(DATA TO PROCESS)
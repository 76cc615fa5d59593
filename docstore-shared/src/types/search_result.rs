//! Search result types.
//!
//! The service's result set is kept exactly as returned. Accessors read the
//! commonly used parts (hits, totals, timing) without reshaping the body.

use serde::{Deserialize, Serialize};
use serde_json::Value;

use crate::types::document::{Document, Fields};

/// A single hit read from a search result set.
#[derive(Debug, Clone, Serialize, Deserialize, PartialEq)]
pub struct SearchHit {
    /// The index the hit came from.
    pub index: String,
    /// The document id.
    pub id: String,
    /// Relevance score. `None` when the query was not scored.
    pub score: Option<f64>,
    /// The stored document body.
    pub source: Fields,
}

impl SearchHit {
    /// Convert the hit into a document carrying its id.
    pub fn into_document(self) -> Document {
        Document::with_id(self.id, self.source)
    }
}

/// The raw result set of a search request.
#[derive(Debug, Clone, Serialize, Deserialize, PartialEq)]
#[serde(transparent)]
pub struct SearchResponse {
    body: Value,
}

impl SearchResponse {
    /// Wrap a response body returned by the service.
    pub fn new(body: Value) -> Self {
        Self { body }
    }

    /// Create an empty search response.
    pub fn empty() -> Self {
        Self {
            body: serde_json::json!({
                "took": 0,
                "timed_out": false,
                "hits": { "total": { "value": 0, "relation": "eq" }, "max_score": null, "hits": [] }
            }),
        }
    }

    /// The unmodified response body.
    pub fn body(&self) -> &Value {
        &self.body
    }

    /// Consume the response and return the unmodified body.
    pub fn into_body(self) -> Value {
        self.body
    }

    /// Time the service spent executing the search, in milliseconds.
    pub fn took_ms(&self) -> u64 {
        self.body["took"].as_u64().unwrap_or(0)
    }

    /// Whether the service reported a partial result due to its own timeout.
    pub fn timed_out(&self) -> bool {
        self.body["timed_out"].as_bool().unwrap_or(false)
    }

    /// Total number of matching documents.
    ///
    /// Accepts both the object form (`{"value": n}`) and the legacy bare number.
    /// May be greater than the number of returned hits due to pagination.
    pub fn total(&self) -> u64 {
        let total = &self.body["hits"]["total"];
        total["value"].as_u64().or_else(|| total.as_u64()).unwrap_or(0)
    }

    /// Highest relevance score among the hits, if any.
    pub fn max_score(&self) -> Option<f64> {
        self.body["hits"]["max_score"].as_f64()
    }

    /// The hits in service order. Entries without an id are skipped.
    pub fn hits(&self) -> Vec<SearchHit> {
        self.body["hits"]["hits"]
            .as_array()
            .map(|hits| hits.iter().filter_map(Self::parse_hit).collect())
            .unwrap_or_default()
    }

    /// Returns the number of hits in this response.
    pub fn len(&self) -> usize {
        self.body["hits"]["hits"]
            .as_array()
            .map(Vec::len)
            .unwrap_or(0)
    }

    /// Returns true if there are no hits.
    pub fn is_empty(&self) -> bool {
        self.len() == 0
    }

    fn parse_hit(hit: &Value) -> Option<SearchHit> {
        let id = hit["_id"].as_str()?.to_string();
        Some(SearchHit {
            index: hit["_index"].as_str().unwrap_or_default().to_string(),
            id,
            score: hit["_score"].as_f64(),
            source: hit["_source"].as_object().cloned().unwrap_or_default(),
        })
    }
}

(WHAT IS REQUIRED) What you return must be the lines above that run from the line with "Search result types." to the line with "hit came from.", inclusive, each copied exactly.

(OUTPUT)
//! Search result types.
//!
//! The service's result set is kept exactly as returned. Accessors read the
//! commonly used parts (hits, totals, timing) without reshaping the body.

use serde::{Deserialize, Serialize};
use serde_json::Value;

use crate::types::document::{Document, Fields};

/// A single hit read from a search result set.
#[derive(Debug, Clone, Serialize, Deserialize, PartialEq)]
pub struct SearchHit {
    /// The index the hit came from.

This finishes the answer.